Activity 15: Creating Functions with Arguments

In this activity, our goal is to create a function with arguments and compute the output. In this activity, we will construct a function that computes the average sales amount for transaction sales within a specific date range. Each date is to be provided to the function as a text string. These are the steps to follow:

  1. Create the function definition for a function called avg_sales_window that returns a numeric value and takes two DATE values to specify the from and to dates in the form YYYY-MM-DD.
  2. Declare the return variable as a numeric data type and begin the function.
  3. Select the average sales amount as the return variable where the sales transaction date is within the specified date.
  4. Return the function variable, end the function, and specify the LANGUAGE statement.
  5. Use the function to determine the average sales values between 2013-04-12 and 2014-04-12.

Expected output

Figure 8.57: Output of average sales since the function call
Figure 8.57: Output of average sales since the function call

Note

The solution to the activity can be found on page 349.

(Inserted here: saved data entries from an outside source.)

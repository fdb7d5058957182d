use std::time::Instant;

use crossterm::event::{KeyCode, KeyEvent, KeyEventKind, KeyModifiers};

use crate::catalog::{Difficulty, Route};
use crate::ui::app::App;
use crate::ui::landing::LandingIntent;

pub fn handle_key(app: &mut App, key: KeyEvent) {
    handle_key_at(app, key, Instant::now());
}

pub fn handle_key_at(app: &mut App, key: KeyEvent, now: Instant) {
    if key.kind != KeyEventKind::Press {
        return;
    }
    app.clear_notice();

    // Raw mode delivers Ctrl+C as a key, not SIGINT
    if is_ctrl_char(key, 'q') || is_ctrl_char(key, 'c') {
        app.request_quit();
        return;
    }
    if is_ctrl_char(key, 't') {
        app.toggle_theme();
        return;
    }
    if is_ctrl_char(key, 'r') {
        app.reload_config();
        return;
    }

    match app.route() {
        Route::Landing => handle_landing_key(app, key),
        Route::DebounceSearch => handle_search_key(app, key, now),
        Route::InfiniteScroll => handle_scroll_key(app, key),
    }
}

fn handle_landing_key(app: &mut App, key: KeyEvent) {
    match key.code {
        KeyCode::Char('q') | KeyCode::Esc => app.request_quit(),
        KeyCode::Up | KeyCode::Char('k') => app.dispatch_landing(LandingIntent::MoveUp),
        KeyCode::Down | KeyCode::Char('j') => app.dispatch_landing(LandingIntent::MoveDown),
        KeyCode::Tab | KeyCode::Char('f') => app.dispatch_landing(LandingIntent::CycleFilter),
        KeyCode::Char('0') => app.dispatch_landing(LandingIntent::SelectFilter(None)),
        KeyCode::Char(ch @ '1'..='3') => {
            let index = ch as usize - '1' as usize;
            let filter = Difficulty::all().get(index).copied();
            app.dispatch_landing(LandingIntent::SelectFilter(filter));
        }
        KeyCode::Enter => app.open_selected(),
        _ => {}
    }
}

fn handle_search_key(app: &mut App, key: KeyEvent, now: Instant) {
    if key.code == KeyCode::Esc {
        app.go_back();
        return;
    }
    if is_ctrl_char(key, 'u') {
        if let Some(page) = app.search_page_mut() {
            page.clear(now);
        }
        return;
    }

    let Some(page) = app.search_page_mut() else {
        return;
    };
    match key.code {
        KeyCode::Backspace => {
            if !page.pop_char(now) {
                app.go_back();
            }
        }
        KeyCode::Char(ch)
            if !key
                .modifiers
                .intersects(KeyModifiers::CONTROL | KeyModifiers::ALT) =>
        {
            page.push_char(ch, now);
        }
        _ => {}
    }
}

fn handle_scroll_key(app: &mut App, key: KeyEvent) {
    if matches!(
        key.code,
        KeyCode::Esc | KeyCode::Backspace | KeyCode::Char('q')
    ) {
        app.go_back();
        return;
    }

    let Some(page) = app.scroll_page_mut() else {
        return;
    };
    let page_rows = page.page_rows() as isize;
    match key.code {
        KeyCode::Up | KeyCode::Char('k') => page.scroll_by(-1),
        KeyCode::Down | KeyCode::Char('j') => page.scroll_by(1),
        KeyCode::PageUp => page.scroll_by(-page_rows),
        KeyCode::PageDown | KeyCode::Char(' ') => page.scroll_by(page_rows),
        KeyCode::Home | KeyCode::Char('g') => page.scroll_to_top(),
        KeyCode::End | KeyCode::Char('G') => page.scroll_to_bottom(),
        _ => {}
    }
}

fn is_ctrl_char(key: KeyEvent, needle: char) -> bool {
    matches!(key.code, KeyCode::Char(ch) if ch.eq_ignore_ascii_case(&needle))
        && key.modifiers.contains(KeyModifiers::CONTROL)
        && !key.modifiers.contains(KeyModifiers::SHIFT)
}

#[cfg(test)]
mod tests {
    use super::*;
    use crate::config::{Config, ConfigStore};
    use crate::preferences::MemoryPreferenceStore;
    use crate::theme::{ThemeController, ThemeMode};
    use std::path::PathBuf;
    use std::sync::Arc;

    fn app() -> App {
        let store = Arc::new(MemoryPreferenceStore::new());
        let theme = ThemeController::with_mode(store, ThemeMode::Light);
        let config = ConfigStore::new(Config::default(), PathBuf::from("/missing/config.toml"));
        let mut app = App::new(config, theme);
        app.on_resize(80, 24);
        app
    }

    fn press(app: &mut App, code: KeyCode) {
        handle_key(app, KeyEvent::new(code, KeyModifiers::NONE));
    }

    fn ctrl(app: &mut App, ch: char) {
        handle_key(app, KeyEvent::new(KeyCode::Char(ch), KeyModifiers::CONTROL));
    }

    #[test]
    fn q_quits_only_on_landing() {
        let mut app = app();
        app.open(Route::InfiniteScroll);
        press(&mut app, KeyCode::Char('q'));
        assert_eq!(app.route(), Route::Landing);
        assert!(!app.should_quit());
        press(&mut app, KeyCode::Char('q'));
        assert!(app.should_quit());
    }

    #[test]
    fn q_is_typed_into_search() {
        let mut app = app();
        app.open(Route::DebounceSearch);
        press(&mut app, KeyCode::Char('q'));
        assert_eq!(app.search_page().map(|p| p.input()), Some("q"));
        assert!(!app.should_quit());
    }

    #[test]
    fn backspace_on_empty_search_goes_back() {
        let mut app = app();
        app.open(Route::DebounceSearch);
        press(&mut app, KeyCode::Char('a'));
        press(&mut app, KeyCode::Backspace);
        assert_eq!(app.route(), Route::DebounceSearch);
        press(&mut app, KeyCode::Backspace);
        assert_eq!(app.route(), Route::Landing);
    }

    #[test]
    fn digits_pick_difficulty_filter() {
        let mut app = app();
        press(&mut app, KeyCode::Char('3'));
        assert_eq!(app.landing().filter, Some(Difficulty::Advanced));
        press(&mut app, KeyCode::Char('0'));
        assert_eq!(app.landing().filter, None);
    }

    #[test]
    fn ctrl_t_toggles_theme_everywhere() {
        let mut app = app();
        app.open(Route::DebounceSearch);
        ctrl(&mut app, 't');
        assert_eq!(app.theme_mode(), ThemeMode::Dark);
        assert_eq!(app.search_page().map(|p| p.input()), Some(""));
    }

    #[test]
    fn ctrl_q_quits_from_any_page() {
        let mut app = app();
        app.open(Route::InfiniteScroll);
        ctrl(&mut app, 'q');
        assert!(app.should_quit());
    }

    #[test]
    fn end_and_home_scroll() {
        let mut app = app();
        app.open(Route::InfiniteScroll);
        press(&mut app, KeyCode::End);
        assert_eq!(app.scroll_page().map(|p| p.offset()), Some(23));
        press(&mut app, KeyCode::Home);
        assert_eq!(app.scroll_page().map(|p| p.offset()), Some(0));
    }
}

In this activity, we constructed a function that computes the average sales amount for transaction sales within a specific date range from the database.

Triggers

Triggers, known as events or callbacks in other programming languages, are useful features that, as the name suggests, trigger the execution of SQL statements or functions in response to a specific event. Triggers can be initiated when one of the following happens:

  • A row is inserted into a table
  • A field within a row is updated
  • A row within a table is deleted
  • A table is truncated – that is, all rows are quickly removed from a table

The timing of the trigger can also be specified to occur:

  • Before an insert, update, delete, or truncate operation
  • After an insert, update, delete, or truncate operation
  • Instead of an insert, update, delete, or truncate operation

Depending upon the context and the purpose of the database, triggers can have a wide variety of different use cases and applications. In a production environment where a database is being used to store business information and make process decisions (such as for a ride-sharing application or an e-commerce store), triggers can be used before any operation to create access logs to the database. These logs can then be used to determine who has accessed or modified the data within the database. Alternatively, triggers could be used to re-map database operations to a different database or table using the INSTEAD OF trigger.

In the context of a data analysis application, triggers can be used to either create datasets of specific features in real time (such as for determining the average of data over time or a sample-to-sample difference), test hypotheses concerning the data, or flag outliers being inserted/modified in a dataset.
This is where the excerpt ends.